Start of Block
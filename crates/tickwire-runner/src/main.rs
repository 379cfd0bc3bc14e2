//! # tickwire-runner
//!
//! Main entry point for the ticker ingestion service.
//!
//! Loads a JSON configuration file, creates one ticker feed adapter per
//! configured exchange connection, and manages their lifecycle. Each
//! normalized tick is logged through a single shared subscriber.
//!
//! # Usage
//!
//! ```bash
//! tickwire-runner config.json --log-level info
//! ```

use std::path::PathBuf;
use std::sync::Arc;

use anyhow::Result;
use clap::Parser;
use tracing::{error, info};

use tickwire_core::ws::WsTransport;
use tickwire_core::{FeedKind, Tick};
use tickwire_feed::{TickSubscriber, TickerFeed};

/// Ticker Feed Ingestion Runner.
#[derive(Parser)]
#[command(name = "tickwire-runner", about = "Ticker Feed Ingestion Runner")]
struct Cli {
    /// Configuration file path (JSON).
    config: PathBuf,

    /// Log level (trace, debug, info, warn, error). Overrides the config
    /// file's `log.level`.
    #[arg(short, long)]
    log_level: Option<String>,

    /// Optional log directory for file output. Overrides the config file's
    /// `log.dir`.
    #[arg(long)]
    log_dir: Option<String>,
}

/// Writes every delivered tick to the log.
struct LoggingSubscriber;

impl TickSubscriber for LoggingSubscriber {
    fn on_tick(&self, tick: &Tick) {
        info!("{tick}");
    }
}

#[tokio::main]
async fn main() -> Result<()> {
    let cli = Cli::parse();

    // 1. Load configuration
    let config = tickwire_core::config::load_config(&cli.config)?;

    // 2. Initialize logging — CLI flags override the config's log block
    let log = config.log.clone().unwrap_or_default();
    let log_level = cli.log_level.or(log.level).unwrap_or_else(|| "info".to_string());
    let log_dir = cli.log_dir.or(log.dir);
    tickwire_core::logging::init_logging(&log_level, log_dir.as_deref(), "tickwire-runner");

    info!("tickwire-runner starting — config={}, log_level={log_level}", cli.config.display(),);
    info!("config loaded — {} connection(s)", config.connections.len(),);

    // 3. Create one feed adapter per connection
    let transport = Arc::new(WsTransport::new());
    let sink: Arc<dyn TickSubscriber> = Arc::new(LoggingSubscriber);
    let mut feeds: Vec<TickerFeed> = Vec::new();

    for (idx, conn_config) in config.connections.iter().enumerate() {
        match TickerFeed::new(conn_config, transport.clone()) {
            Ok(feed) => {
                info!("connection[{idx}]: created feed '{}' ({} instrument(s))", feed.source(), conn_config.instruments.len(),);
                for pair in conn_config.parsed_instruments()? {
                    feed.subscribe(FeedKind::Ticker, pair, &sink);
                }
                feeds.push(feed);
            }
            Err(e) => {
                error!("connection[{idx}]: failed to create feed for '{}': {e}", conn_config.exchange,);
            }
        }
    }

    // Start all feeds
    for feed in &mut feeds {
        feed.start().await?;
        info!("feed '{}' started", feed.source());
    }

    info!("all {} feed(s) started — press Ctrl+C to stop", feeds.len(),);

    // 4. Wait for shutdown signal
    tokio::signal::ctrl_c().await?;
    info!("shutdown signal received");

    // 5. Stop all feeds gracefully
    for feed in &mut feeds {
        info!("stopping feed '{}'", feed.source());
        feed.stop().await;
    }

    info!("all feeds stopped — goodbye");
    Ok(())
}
End of Block
Start of Block
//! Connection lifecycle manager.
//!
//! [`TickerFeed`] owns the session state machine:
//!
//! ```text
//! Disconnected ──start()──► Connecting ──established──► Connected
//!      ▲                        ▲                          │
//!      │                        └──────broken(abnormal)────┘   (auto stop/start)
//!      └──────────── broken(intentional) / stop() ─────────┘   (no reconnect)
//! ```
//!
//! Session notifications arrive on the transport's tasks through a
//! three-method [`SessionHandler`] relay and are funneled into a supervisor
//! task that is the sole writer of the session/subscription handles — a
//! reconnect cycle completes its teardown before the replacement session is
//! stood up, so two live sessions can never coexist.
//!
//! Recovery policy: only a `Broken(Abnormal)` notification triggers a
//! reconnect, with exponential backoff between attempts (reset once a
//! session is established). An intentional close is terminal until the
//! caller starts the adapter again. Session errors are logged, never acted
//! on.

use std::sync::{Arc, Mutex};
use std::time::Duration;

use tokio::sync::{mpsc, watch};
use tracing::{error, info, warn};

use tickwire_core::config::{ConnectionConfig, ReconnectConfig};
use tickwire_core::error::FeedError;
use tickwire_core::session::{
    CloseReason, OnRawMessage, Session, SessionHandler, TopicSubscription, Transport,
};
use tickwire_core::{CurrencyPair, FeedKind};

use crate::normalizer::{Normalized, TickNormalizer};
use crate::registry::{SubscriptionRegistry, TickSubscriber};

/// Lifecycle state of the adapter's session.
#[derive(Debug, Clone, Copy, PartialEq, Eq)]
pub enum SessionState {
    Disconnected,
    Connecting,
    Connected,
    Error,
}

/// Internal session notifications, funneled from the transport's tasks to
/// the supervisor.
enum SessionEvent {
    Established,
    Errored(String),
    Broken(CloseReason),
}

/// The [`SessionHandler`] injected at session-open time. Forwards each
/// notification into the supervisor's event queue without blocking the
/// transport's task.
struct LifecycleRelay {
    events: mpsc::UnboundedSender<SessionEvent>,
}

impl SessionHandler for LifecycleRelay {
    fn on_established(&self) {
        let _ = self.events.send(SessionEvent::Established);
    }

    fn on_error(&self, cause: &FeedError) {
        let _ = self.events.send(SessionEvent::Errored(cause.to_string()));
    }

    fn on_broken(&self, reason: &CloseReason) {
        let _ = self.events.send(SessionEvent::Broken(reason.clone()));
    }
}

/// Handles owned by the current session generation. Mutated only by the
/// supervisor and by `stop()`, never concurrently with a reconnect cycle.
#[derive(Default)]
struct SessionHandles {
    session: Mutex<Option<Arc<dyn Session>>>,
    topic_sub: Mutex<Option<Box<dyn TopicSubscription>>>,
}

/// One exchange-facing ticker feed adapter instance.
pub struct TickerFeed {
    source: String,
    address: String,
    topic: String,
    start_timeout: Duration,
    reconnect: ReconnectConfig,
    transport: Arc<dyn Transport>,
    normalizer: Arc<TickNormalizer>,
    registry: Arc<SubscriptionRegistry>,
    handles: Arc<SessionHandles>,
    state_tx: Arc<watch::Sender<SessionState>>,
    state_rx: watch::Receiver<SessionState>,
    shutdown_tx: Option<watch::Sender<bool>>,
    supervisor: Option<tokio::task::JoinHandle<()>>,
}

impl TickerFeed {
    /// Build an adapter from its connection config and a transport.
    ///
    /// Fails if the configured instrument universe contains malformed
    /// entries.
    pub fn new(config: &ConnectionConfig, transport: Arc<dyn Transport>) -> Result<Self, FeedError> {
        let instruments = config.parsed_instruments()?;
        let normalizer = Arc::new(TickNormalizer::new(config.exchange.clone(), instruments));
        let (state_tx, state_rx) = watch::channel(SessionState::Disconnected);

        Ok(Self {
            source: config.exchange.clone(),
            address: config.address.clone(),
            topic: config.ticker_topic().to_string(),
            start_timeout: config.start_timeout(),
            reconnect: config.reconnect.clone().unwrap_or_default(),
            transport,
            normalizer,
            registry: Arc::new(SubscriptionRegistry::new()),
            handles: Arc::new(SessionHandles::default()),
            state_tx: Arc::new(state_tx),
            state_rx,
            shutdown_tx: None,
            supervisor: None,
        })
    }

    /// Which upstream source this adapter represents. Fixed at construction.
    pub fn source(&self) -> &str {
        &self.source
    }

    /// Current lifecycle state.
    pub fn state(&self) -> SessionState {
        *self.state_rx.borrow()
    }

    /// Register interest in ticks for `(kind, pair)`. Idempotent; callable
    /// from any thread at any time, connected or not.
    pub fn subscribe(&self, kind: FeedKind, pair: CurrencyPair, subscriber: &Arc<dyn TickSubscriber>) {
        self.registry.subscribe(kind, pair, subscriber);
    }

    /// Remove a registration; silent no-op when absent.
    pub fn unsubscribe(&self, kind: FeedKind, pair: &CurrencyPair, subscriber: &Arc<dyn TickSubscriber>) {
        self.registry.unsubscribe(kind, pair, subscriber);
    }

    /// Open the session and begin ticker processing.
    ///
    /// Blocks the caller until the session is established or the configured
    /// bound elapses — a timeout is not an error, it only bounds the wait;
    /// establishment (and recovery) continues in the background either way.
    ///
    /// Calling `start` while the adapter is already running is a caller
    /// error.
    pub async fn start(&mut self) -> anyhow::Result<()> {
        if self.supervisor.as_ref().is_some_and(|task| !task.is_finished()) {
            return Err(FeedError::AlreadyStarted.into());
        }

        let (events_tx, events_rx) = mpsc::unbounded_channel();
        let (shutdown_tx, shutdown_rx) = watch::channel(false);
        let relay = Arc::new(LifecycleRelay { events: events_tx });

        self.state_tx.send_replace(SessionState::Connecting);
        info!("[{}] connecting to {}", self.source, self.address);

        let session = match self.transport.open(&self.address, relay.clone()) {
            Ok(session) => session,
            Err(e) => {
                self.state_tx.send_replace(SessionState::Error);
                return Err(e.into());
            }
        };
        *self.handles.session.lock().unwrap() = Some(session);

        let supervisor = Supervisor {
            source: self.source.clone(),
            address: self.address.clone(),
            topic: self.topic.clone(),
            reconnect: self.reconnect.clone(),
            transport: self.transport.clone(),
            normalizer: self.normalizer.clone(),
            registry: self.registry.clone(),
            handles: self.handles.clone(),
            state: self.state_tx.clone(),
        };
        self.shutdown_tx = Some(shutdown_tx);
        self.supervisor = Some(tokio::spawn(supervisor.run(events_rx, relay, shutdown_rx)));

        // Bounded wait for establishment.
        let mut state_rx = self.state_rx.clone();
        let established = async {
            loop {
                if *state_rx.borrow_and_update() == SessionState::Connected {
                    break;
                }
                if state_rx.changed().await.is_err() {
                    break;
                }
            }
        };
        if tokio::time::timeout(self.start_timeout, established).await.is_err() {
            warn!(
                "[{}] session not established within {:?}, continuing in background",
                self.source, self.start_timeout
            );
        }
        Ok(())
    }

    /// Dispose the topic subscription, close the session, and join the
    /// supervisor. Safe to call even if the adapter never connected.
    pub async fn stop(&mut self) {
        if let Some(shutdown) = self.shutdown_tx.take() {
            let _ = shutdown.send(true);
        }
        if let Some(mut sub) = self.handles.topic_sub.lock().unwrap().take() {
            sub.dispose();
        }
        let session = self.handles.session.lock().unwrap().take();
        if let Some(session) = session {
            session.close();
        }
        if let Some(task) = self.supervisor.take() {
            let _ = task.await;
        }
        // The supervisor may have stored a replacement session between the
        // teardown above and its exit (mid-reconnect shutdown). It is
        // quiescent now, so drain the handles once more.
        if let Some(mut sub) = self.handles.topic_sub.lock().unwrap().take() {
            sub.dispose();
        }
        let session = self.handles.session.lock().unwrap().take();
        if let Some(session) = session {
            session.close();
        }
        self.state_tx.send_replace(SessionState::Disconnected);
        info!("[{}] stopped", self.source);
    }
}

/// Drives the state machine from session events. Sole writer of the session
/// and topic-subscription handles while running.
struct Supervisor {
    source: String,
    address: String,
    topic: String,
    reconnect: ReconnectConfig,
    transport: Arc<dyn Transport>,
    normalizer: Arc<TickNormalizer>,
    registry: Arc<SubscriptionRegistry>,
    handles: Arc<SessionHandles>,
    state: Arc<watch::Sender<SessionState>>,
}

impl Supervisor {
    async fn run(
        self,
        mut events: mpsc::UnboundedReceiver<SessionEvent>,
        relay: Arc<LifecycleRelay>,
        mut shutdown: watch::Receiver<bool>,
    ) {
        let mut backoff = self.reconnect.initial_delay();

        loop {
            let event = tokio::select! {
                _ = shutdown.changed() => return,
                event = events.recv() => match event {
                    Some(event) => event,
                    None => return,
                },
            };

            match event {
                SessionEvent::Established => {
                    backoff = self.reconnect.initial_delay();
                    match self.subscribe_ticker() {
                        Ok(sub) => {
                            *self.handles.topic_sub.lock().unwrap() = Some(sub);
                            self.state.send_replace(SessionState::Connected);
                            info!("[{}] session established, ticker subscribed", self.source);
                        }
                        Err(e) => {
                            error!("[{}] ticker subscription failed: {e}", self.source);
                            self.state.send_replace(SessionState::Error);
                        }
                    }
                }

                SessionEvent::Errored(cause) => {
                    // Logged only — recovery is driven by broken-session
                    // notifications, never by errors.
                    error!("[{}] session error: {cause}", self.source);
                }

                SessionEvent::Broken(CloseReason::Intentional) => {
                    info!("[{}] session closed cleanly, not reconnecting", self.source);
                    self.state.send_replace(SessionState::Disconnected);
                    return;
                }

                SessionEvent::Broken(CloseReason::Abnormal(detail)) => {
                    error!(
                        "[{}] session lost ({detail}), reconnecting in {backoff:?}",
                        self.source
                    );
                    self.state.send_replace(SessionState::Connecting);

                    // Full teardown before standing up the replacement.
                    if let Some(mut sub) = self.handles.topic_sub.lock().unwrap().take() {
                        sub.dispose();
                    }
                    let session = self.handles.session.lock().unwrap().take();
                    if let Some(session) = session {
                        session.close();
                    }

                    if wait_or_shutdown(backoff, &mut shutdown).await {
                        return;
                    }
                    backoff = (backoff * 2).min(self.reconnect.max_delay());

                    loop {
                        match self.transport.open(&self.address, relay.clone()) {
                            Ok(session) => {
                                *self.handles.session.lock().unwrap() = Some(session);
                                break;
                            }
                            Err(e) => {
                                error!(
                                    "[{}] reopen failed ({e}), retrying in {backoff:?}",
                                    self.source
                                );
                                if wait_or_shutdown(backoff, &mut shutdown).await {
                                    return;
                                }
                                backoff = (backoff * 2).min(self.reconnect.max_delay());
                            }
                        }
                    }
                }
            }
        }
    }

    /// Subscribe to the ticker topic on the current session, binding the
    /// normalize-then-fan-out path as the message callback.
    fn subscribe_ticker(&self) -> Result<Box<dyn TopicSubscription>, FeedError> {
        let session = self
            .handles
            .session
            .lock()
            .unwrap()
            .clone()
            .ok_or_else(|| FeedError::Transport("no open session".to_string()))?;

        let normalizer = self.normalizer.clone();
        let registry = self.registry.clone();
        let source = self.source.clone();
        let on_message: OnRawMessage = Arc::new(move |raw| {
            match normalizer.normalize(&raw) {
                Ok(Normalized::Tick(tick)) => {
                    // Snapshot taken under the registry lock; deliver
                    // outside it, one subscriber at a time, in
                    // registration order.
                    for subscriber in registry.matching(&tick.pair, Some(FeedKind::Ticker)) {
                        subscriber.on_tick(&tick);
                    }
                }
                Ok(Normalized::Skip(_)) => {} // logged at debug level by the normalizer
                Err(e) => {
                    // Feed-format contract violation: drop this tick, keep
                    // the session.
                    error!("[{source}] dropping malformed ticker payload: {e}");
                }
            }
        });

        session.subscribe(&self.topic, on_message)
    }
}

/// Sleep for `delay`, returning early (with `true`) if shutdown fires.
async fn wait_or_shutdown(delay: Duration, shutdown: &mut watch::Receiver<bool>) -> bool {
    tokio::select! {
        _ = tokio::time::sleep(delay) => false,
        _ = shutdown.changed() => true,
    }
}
End of Block
**The problem**.
Note every line above where the string "running" shows up, and copy those lines.

**Result for this task**.
    /// Calling `start` while the adapter is already running is a caller
/// and topic-subscription handles while running.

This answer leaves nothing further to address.